Ubiquinone, also known as coenzyme Q, plays a vital role in the electron transport chain, driving ATP synthesis in numerous organisms. In E. coli, a series of enzymatic steps performed by ubiquitin proteins (Ubi) utilizes chorismate and octaprenyl diphosphate as precursors to synthesize ubiquinone (Figure 10a; Thomas et al., 2019) While some Ubi proteins function independently, the final six reactions are performed by the Ubi metabolon (UbiE-I). This metabolon comprises three hydroxylases (UbiI, UbiH, and UbiF) and two methyltransferases (UbiG and UbiE) (Abby et al., 2020). The overall structure of this obligatory Ubi metabolon remains poorly defined. The metabolon enhances catalytic efficiency by organizing sequential enzymes of the same metabolic pathway and encapsulating reactive ubiquinone intermediates, thereby protecting against oxidative damage (Abby et al., 2020). Additionally, two accessory factors, UbiJ and UbiK, are present. UbiJ binds ubiquinone and other non-specific lipids. The mechanisms by which octaprenylphenol exits the membrane and attaches to UbiJ in the soluble Ubi complex (potentially facilitated by UbiB) and how the final product is transported to the membrane are still unclear.

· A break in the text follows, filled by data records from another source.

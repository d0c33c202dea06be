// ============================================================================
// Demo API - Filter Handlers
// File: crates/demo-api/src/handlers/filters.rs
// ============================================================================
//! Task-list filters as seen by a user

use axum::{
    extract::{Path, Query, State},
    Json,
};
use chrono::{DateTime, Utc};
use serde::{Deserialize, Serialize};
use uuid::Uuid;

use demo_core::domain::{Authentication, Filter, FilterVariable, Task};
use demo_core::ports::{FilterService, IdentityService};

use crate::error::ApiError;
use crate::response::ApiResponse;
use crate::state::AppState;

#[derive(Debug, Deserialize)]
pub struct UserQuery {
    pub user_id: String,
}

#[derive(Debug, Serialize)]
pub struct FilterDto {
    pub id: Uuid,
    pub name: String,
    pub owner: String,
    pub description: String,
    pub priority: i32,
    pub variables: Vec<FilterVariable>,
}

impl From<Filter> for FilterDto {
    fn from(filter: Filter) -> Self {
        Self {
            id: filter.id,
            name: filter.name,
            owner: filter.owner,
            description: filter.properties.description,
            priority: filter.properties.priority,
            variables: filter.properties.variables,
        }
    }
}

#[derive(Debug, Serialize)]
pub struct TaskDto {
    pub id: Uuid,
    pub name: String,
    pub task_definition_key: String,
    pub process_instance_id: Uuid,
    #[serde(skip_serializing_if = "Option::is_none")]
    pub assignee: Option<String>,
    pub candidate_groups: Vec<String>,
    pub created_at: DateTime<Utc>,
}

impl From<Task> for TaskDto {
    fn from(task: Task) -> Self {
        Self {
            id: task.id,
            name: task.name,
            task_definition_key: task.task_definition_key,
            process_instance_id: task.process_instance_id,
            assignee: task.assignee,
            candidate_groups: task.candidate_groups,
            created_at: task.created_at,
        }
    }
}

/// Resolves the caller and their groups from the identity service.
async fn authenticate(state: &AppState, user_id: &str) -> Result<Authentication, ApiError> {
    let identity = &state.services.identity;
    if identity.find_user(user_id).await?.is_none() {
        return Err(ApiError::NotFound(format!("User not found: {}", user_id)));
    }
    let groups = identity.group_ids_of(user_id).await?;
    Ok(Authentication::new(user_id, groups))
}

/// List readable filters - GET /api/v1/filters?user_id=
pub async fn list_filters(
    State(state): State<AppState>,
    Query(query): Query<UserQuery>,
) -> Result<Json<ApiResponse<Vec<FilterDto>>>, ApiError> {
    let authentication = authenticate(&state, &query.user_id).await?;
    let filters = state.services.filters.readable_filters(&authentication).await?;
    Ok(Json(ApiResponse::success(
        filters.into_iter().map(FilterDto::from).collect(),
    )))
}

/// Evaluate a filter - GET /api/v1/filters/{id}/tasks?user_id=
pub async fn filter_tasks(
    State(state): State<AppState>,
    Path(filter_id): Path<Uuid>,
    Query(query): Query<UserQuery>,
) -> Result<Json<ApiResponse<Vec<TaskDto>>>, ApiError> {
    let authentication = authenticate(&state, &query.user_id).await?;
    let tasks = state
        .services
        .filters
        .filter_tasks(filter_id, &authentication)
        .await?;
    Ok(Json(ApiResponse::success(
        tasks.into_iter().map(TaskDto::from).collect(),
    )))
}
impl SampleDataGenerator {
    pub fn new(
        identity: Arc<dyn IdentityService>,
        authorizations: Arc<dyn AuthorizationService>,
        filters: Arc<dyn FilterService>,
        options: SeedOptions,
    ) -> Self {
        Self {
            identity,
            authorizations,
            filters,
            options,
        }
    }

    /// Safe to call on every start. Service failures propagate unchanged.
    pub async fn generate(&self) -> Result<SeedOutcome, DomainError> {
        if self.identity.is_read_only() {
            info!("Identity service provider is Read Only, not creating any demo users.");
            return Ok(SeedOutcome::ReadOnlyIdentity);
        }

        if !self.options.reconcile && self.identity.find_user(DEMO_USER_ID).await?.is_some() {
            info!("Data was already init");
            return Ok(SeedOutcome::AlreadySeeded);
        }

        let mut report = SeedReport::default();
        for step in SeedStep::PLAN {
            debug!(step = step.as_str(), "Applying seed step");
            self.apply(step, &mut report).await?;
        }

        info!(
            users = report.users_created,
            groups = report.groups_created,
            memberships = report.memberships_created,
            authorizations = report.authorizations_created,
            filters = report.filters_created,
            skipped = report.skipped,
            "Demo data generated"
        );
        Ok(SeedOutcome::Seeded(report))
    }

    async fn apply(&self, step: SeedStep, report: &mut SeedReport) -> Result<(), DomainError> {
        match step {
            SeedStep::Users => self.create_users(report).await,
            SeedStep::Groups => self.create_groups(report).await,
            SeedStep::Memberships => self.create_memberships(report).await,
            SeedStep::Authorizations => self.create_authorizations(report).await,
            SeedStep::Filters => self.create_filters(report).await,
        }
    }

    async fn create_users(&self, report: &mut SeedReport) -> Result<(), DomainError> {
        for (id, first_name, last_name, password, email) in DEMO_USERS {
            if self.identity.find_user(id).await?.is_some() {
                report.skipped += 1;
                continue;
            }
            self.identity
                .create_user(NewUser::new(id, first_name, last_name, password, email))
                .await?;
            report.users_created += 1;
        }
        Ok(())
    }

    async fn create_groups(&self, report: &mut SeedReport) -> Result<(), DomainError> {
        let admin = (CAMUNDA_ADMIN_GROUP_ID, ADMIN_GROUP_NAME, GroupType::System);
        let groups = BUSINESS_GROUPS
            .iter()
            .map(|(id, name)| (*id, *name, GroupType::Workflow))
            .chain(std::iter::once(admin));

        for (id, name, group_type) in groups {
            // a pre-existing admin group belongs to the installation and must survive
            if self.identity.find_group(id).await?.is_some() {
                report.skipped += 1;
                continue;
            }
            self.identity.create_group(Group::new(id, name, group_type)).await?;
            report.groups_created += 1;
        }
        Ok(())
    }

    async fn create_memberships(&self, report: &mut SeedReport) -> Result<(), DomainError> {
        for (user_id, group_ids) in MEMBERSHIPS {
            for group_id in group_ids {
                if self.identity.is_member(user_id, group_id).await? {
                    report.skipped += 1;
                    continue;
                }
                self.identity.create_membership(user_id, group_id).await?;
                report.memberships_created += 1;
            }
        }
        Ok(())
    }

    async fn create_authorizations(&self, report: &mut SeedReport) -> Result<(), DomainError> {
        let admin = Principal::Group(CAMUNDA_ADMIN_GROUP_ID.to_string());
        for resource in Resource::ALL {
            let existing = self
                .authorizations
                .find_authorizations(&admin, resource, ANY_RESOURCE_ID)
                .await?;
            if !existing.is_empty() {
                report.skipped += 1;
                continue;
            }
            self.authorizations
                .save_authorization(
                    Authorization::grant_group(CAMUNDA_ADMIN_GROUP_ID, resource, ANY_RESOURCE_ID)
                        .with_permission(Permission::All),
                )
                .await?;
            report.authorizations_created += 1;
        }

        for authorization in demo_authorizations() {
            if self.save_if_missing(authorization).await? {
                report.authorizations_created += 1;
            } else {
                report.skipped += 1;
            }
        }
        Ok(())
    }

    async fn create_filters(&self, report: &mut SeedReport) -> Result<(), DomainError> {
        for spec in demo_filters() {
            let filter = match self.filters.find_filter_by_name(spec.name).await? {
                Some(existing) => {
                    report.skipped += 1;
                    existing
                }
                None => {
                    let filter = self
                        .filters
                        .save_filter(Filter::new_task_filter(
                            spec.name,
                            DEMO_USER_ID,
                            spec.query,
                            filter_properties(spec.description, spec.priority),
                        ))
                        .await?;
                    report.filters_created += 1;
                    filter
                }
            };

            // an existing filter may still be missing its read grant
            let filter_id = filter.id.to_string();
            let grant = match spec.audience {
                FilterAudience::OwnerOnly => continue,
                FilterAudience::Everyone => Authorization::global(Resource::Filter, &filter_id),
                FilterAudience::Group(group_id) => Authorization::grant_group(group_id, Resource::Filter, &filter_id),
            };
            if self.save_if_missing(grant.with_permission(Permission::Read)).await? {
                report.authorizations_created += 1;
            } else {
                report.skipped += 1;
            }
        }
        Ok(())
    }

    /// Returns false when an equal or wider authorization is already stored.
    async fn save_if_missing(&self, authorization: Authorization) -> Result<bool, DomainError> {
        let existing = self
            .authorizations
            .find_authorizations(
                &authorization.principal,
                authorization.resource,
                &authorization.resource_id,
            )
            .await?;
        if existing.iter().any(|a| a.subsumes(&authorization)) {
            return Ok(false);
        }
        self.authorizations.save_authorization(authorization).await?;
        Ok(true)
    }
}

Organization of the Ubi metabolon.

(a) Simplified ubiquinone synthesis pathway from 4-HB. 4-HB: 4-hydroxybenzoic acid, OPP: octaprenyl diphosphate. (b) Architecture of the Ubi metabolon. The numbers indicate the six reactions carried out by the Ubi metabolon, and the arrows depict the path followed by the lipid intermediate transported by UbiJ. In the first step, UbiJ shields the lipid intermediate and binds to UbiI, catalyzing the first reaction. In the following steps, the flexible UbiJ transport the biosynthetic intermediates to the next enzyme. (c) AlphaFold2 (AF2) model of the Ubi metabolon. Uniprot codes used for AF2: ubiA: P0AGK1, ubiE: P0A887, ubiF: P75728, ubiG: P17993, ubiH: P25534, ubiI: P25535, ubiJ: P0ADP7, ubiK: Q46868.

Through our analysis, we have identified high-confidence binary complexes involved in consecutive enzymatic steps, supporting the existence of the Ubi metabolon complex. Furthermore, we have predicted the UbiE-K assembly, shedding light on the structural arrangement of this previously unexplored metabolon. Based on the predicted interfaces, UbiE and UbiH interact with UbiG and UbiI to form a heterotetramer. In addition, UbiF seems to interact only with UbiI (Figure 10b and c). Additionally, the accessory proteins UbiJ and UbiK adopt a coiled-coil structure, which suggests their association with the membrane to facilitate the delivery of ubiquinone. Moreover, the SCP2 domain of UbiJ creates a lipophilic environment that accommodates lipid intermediates within the Ubi complex, consistent with previous findings (Hajj Chehade et al., 2019). Our model further suggests that the presence of two α-hairpin domains in UbiJ facilitates its interaction with UbiK, with the loops assisting the movement of the SCP2 domain between different subunits. The initial reaction catalyzed by the metabolon is likely initiated by the interaction between UbiJ and UbiI (Abby et al., 2020; Hajj Chehade et al., 2019). Subsequently, the lipid intermediate is sequentially transported to UbiG, UbiH, UbiE, UbiF, and ultimately to UbiG to catalyze the final reaction (Figure 10b and c). Interestingly, the initial reaction involves a hydroxylase, succeeded by a methyltransferase, and this process is reiterated once, ultimately concluding with another hydroxylase. Additionally, the three hydroxylases share a very similar structure, and likewise, the two methyltransferases also display structural homology. It should be noted that the quaternary structure of our model suggests the possibility of Ubi subunit polymerization, as it deviates significantly from the 1 MDa Ubi metabolon suggested by Abby et al., 2020. This initial model of the complete Ubi metabolon provides valuable insights into the complex’s mechanism, emphasizing the role of UbiJ in transporting lipid intermediates between different subunits.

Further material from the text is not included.